Paul Barrette, Maine Coast president and chief executive officer, said having specialists available prepares for the day when health maintenance organizations in Maine turn to a system of “capitated dollars,” meaning they reimburse hospitals a fixed amount per patient and the hospital would have to pick up the cost of transporting patients for surgery.

“Right now, [doctors] are centralized,” Barrette said. “We’re trying to decentralize.”

Since last fall, cancer specialists from Eastern Maine Medical Center have been coming to Ellsworth every week to treat patients who previously had to travel to Bangor for chemotherapy. Maine Coast is negotiating to borrow specialists from Massachusetts General Hospital in Boston. The hospital looks first to Bangor, then turns toward Boston if Bangor can’t supply the specialists or if those doctors already have monthlong waiting lists.

According to orthopedic surgeon Dr. Paul Denoncourt, EMMC has two pediatric orthopedic surgeons on staff, but there is no one to do adult spinal surgery unless it falls into the domain of a neurologist.

“Neurosurgeons in Bangor will take out discs but they don’t do it in Ellsworth …,” said Denoncourt. “It’s been very hard to get surgeons to take the tough cases.”

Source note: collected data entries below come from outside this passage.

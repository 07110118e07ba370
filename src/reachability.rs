//! Reachability repair.
//!
//! Platforms are ordered bottom-to-top (descending y). Each consecutive pair
//! must be within the jump envelope: vertical gap `lower.y - upper.y` and the
//! horizontal gap between the nearest edges. The repair loop inserts one
//! synthetic platform per iteration at the first violating pair, re-sorts and
//! rescans from the bottom, until the chain is clean or the budget runs out.

use crate::config::{SynthConfig, TraversalLimits};
use crate::dedup::sort_bottom_up;
use crate::detection::Bounds;
use crate::extract::{CandidateId, CandidateIds, PlatformCandidate};
use log::{debug, warn};
use serde::Serialize;

/// Float slack on gap comparisons so a gap of exactly the limit passes.
const GAP_TOLERANCE: f32 = 1e-5;

const BRIDGE_X_RANGE: (f32, f32) = (0.02, 0.85);

#[derive(Clone, Copy, Debug, PartialEq, Eq, Serialize)]
#[serde(rename_all = "snake_case")]
pub enum GapKind {
    Vertical,
    Horizontal,
}

#[derive(Clone, Debug, PartialEq, Serialize)]
pub struct GapViolation {
    pub kind: GapKind,
    /// Index of the lower platform; the upper one is `index + 1`.
    pub index: usize,
    pub lower: CandidateId,
    pub upper: CandidateId,
    pub gap: f32,
    pub limit: f32,
}

#[derive(Clone, Debug, Default, PartialEq, Serialize)]
pub struct RepairReport {
    pub iterations: usize,
    pub inserted: usize,
    /// No violation left in the final, capped chain.
    pub converged: bool,
    /// Platforms dropped by the absolute cap.
    pub truncated: usize,
    pub residual_violations: Vec<GapViolation>,
}

pub fn vertical_gap(lower: &Bounds, upper: &Bounds) -> f32 {
    lower.y - upper.y
}

/// 0 when the x-intervals overlap or touch, else the distance between nearest edges.
pub fn horizontal_gap(a: &Bounds, b: &Bounds) -> f32 {
    if a.right() < b.x {
        b.x - a.right()
    } else if b.right() < a.x {
        a.x - b.right()
    } else {
        0.0
    }
}

/// First broken limit between two height-adjacent slabs as `(kind, gap, limit)`.
/// Vertical is checked first.
pub fn gap_violation(
    lower: &Bounds,
    upper: &Bounds,
    limits: TraversalLimits,
) -> Option<(GapKind, f32, f32)> {
    let dy = vertical_gap(lower, upper);
    if dy > limits.max_vertical + GAP_TOLERANCE {
        return Some((GapKind::Vertical, dy, limits.max_vertical));
    }
    let dx = horizontal_gap(lower, upper);
    if dx > limits.max_horizontal + GAP_TOLERANCE {
        return Some((GapKind::Horizontal, dx, limits.max_horizontal));
    }
    None
}

fn pair_violation(
    index: usize,
    lower: &PlatformCandidate,
    upper: &PlatformCandidate,
    limits: TraversalLimits,
) -> Option<GapViolation> {
    gap_violation(&lower.bounds, &upper.bounds, limits).map(|(kind, gap, limit)| GapViolation {
        kind,
        index,
        lower: lower.id,
        upper: upper.id,
        gap,
        limit,
    })
}

/// Every violating consecutive pair of an already bottom-up sorted list.
/// A pair reports at most one violation; vertical takes precedence.
pub fn find_violations(platforms: &[PlatformCandidate], limits: TraversalLimits) -> Vec<GapViolation> {
    platforms
        .windows(2)
        .enumerate()
        .filter_map(|(i, pair)| pair_violation(i, &pair[0], &pair[1], limits))
        .collect()
}

fn first_violation(platforms: &[PlatformCandidate], limits: TraversalLimits) -> Option<GapViolation> {
    platforms
        .windows(2)
        .enumerate()
        .find_map(|(i, pair)| pair_violation(i, &pair[0], &pair[1], limits))
}

/// Bounds of the synthetic platform that splits a violating pair.
pub fn filler_bounds(
    lower: &Bounds,
    upper: &Bounds,
    kind: GapKind,
    config: &SynthConfig,
) -> Bounds {
    let width = config.bridge_width;
    let center_x = match kind {
        // Bridge: between the two platforms' centres.
        GapKind::Vertical => (lower.center_x() + upper.center_x()) / 2.0,
        // Stepping-stone: middle of the empty span between nearest edges.
        GapKind::Horizontal => {
            if lower.right() < upper.x {
                (lower.right() + upper.x) / 2.0
            } else {
                (upper.right() + lower.x) / 2.0
            }
        }
    };
    Bounds {
        x: (center_x - width / 2.0).clamp(BRIDGE_X_RANGE.0, BRIDGE_X_RANGE.1),
        y: (lower.y + upper.y) / 2.0,
        w: width,
        h: config.platform_thickness,
    }
}

/// Insert bridges/stepping-stones until the chain is reachable or the
/// iteration budget is spent, then apply the absolute platform cap.
/// The list comes back sorted bottom-to-top.
pub fn repair(
    platforms: &mut Vec<PlatformCandidate>,
    ids: &mut CandidateIds,
    config: &SynthConfig,
) -> RepairReport {
    let limits = config.traversal();
    let mut report = RepairReport::default();

    sort_bottom_up(platforms);

    while report.iterations < config.max_repair_iterations {
        let Some(violation) = first_violation(platforms, limits) else {
            break;
        };
        report.iterations += 1;

        let lower = &platforms[violation.index];
        let upper = &platforms[violation.index + 1];
        let bounds = filler_bounds(&lower.bounds, &upper.bounds, violation.kind, config);
        let label = match violation.kind {
            GapKind::Vertical => "bridge",
            GapKind::Horizontal => "stepping_stone",
        };
        debug!(
            "repair #{}: {:?} gap {:.3} > {:.3} between '{}' and '{}', inserting {} at ({:.3}, {:.3})",
            report.iterations,
            violation.kind,
            violation.gap,
            violation.limit,
            lower.label,
            upper.label,
            label,
            bounds.x,
            bounds.y
        );

        let filler = PlatformCandidate::bridge(ids, label, bounds);
        platforms.insert(violation.index + 1, filler);
        sort_bottom_up(platforms);
        report.inserted += 1;
    }

    if platforms.len() > config.max_platforms {
        report.truncated = platforms.len() - config.max_platforms;
        platforms.truncate(config.max_platforms);
    }

    report.residual_violations = find_violations(platforms, limits);
    report.converged = report.residual_violations.is_empty();
    if !report.converged {
        warn!(
            "reachability repair stopped after {} iteration(s) with {} violation(s) left",
            report.iterations,
            report.residual_violations.len()
        );
    }

    report
}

Denoncourt, who did part of his training at New England Baptist Hospital, initiated the arrangement by which Jenis will work out of his office every month. About a dozen patients are scheduled to see Jenis this week, and one is scheduled for surgery Friday.

For highly specialized surgical procedures, such as treating spinal fusion, patients still may have to travel to New England Baptist Hospital because Maine Coast doesn’t have the necessary equipment or specially trained nurses. But Denoncourt said the new agreement means that those patients may have to make one trip to Boston instead of several, since diagnostic consultations and follow-up care can be provided in Ellsworth and the Boston surgeons will be on call 24 hours a day.

“This type of working together is not going to be unusual,” Denoncourt said. “We’ll probably be seeing more of this in the future.” For instance, Denoncourt said, there is a shortage of dermatologists in northern and eastern Maine, and only two rheumatologists, who can treat complicated forms of arthritis.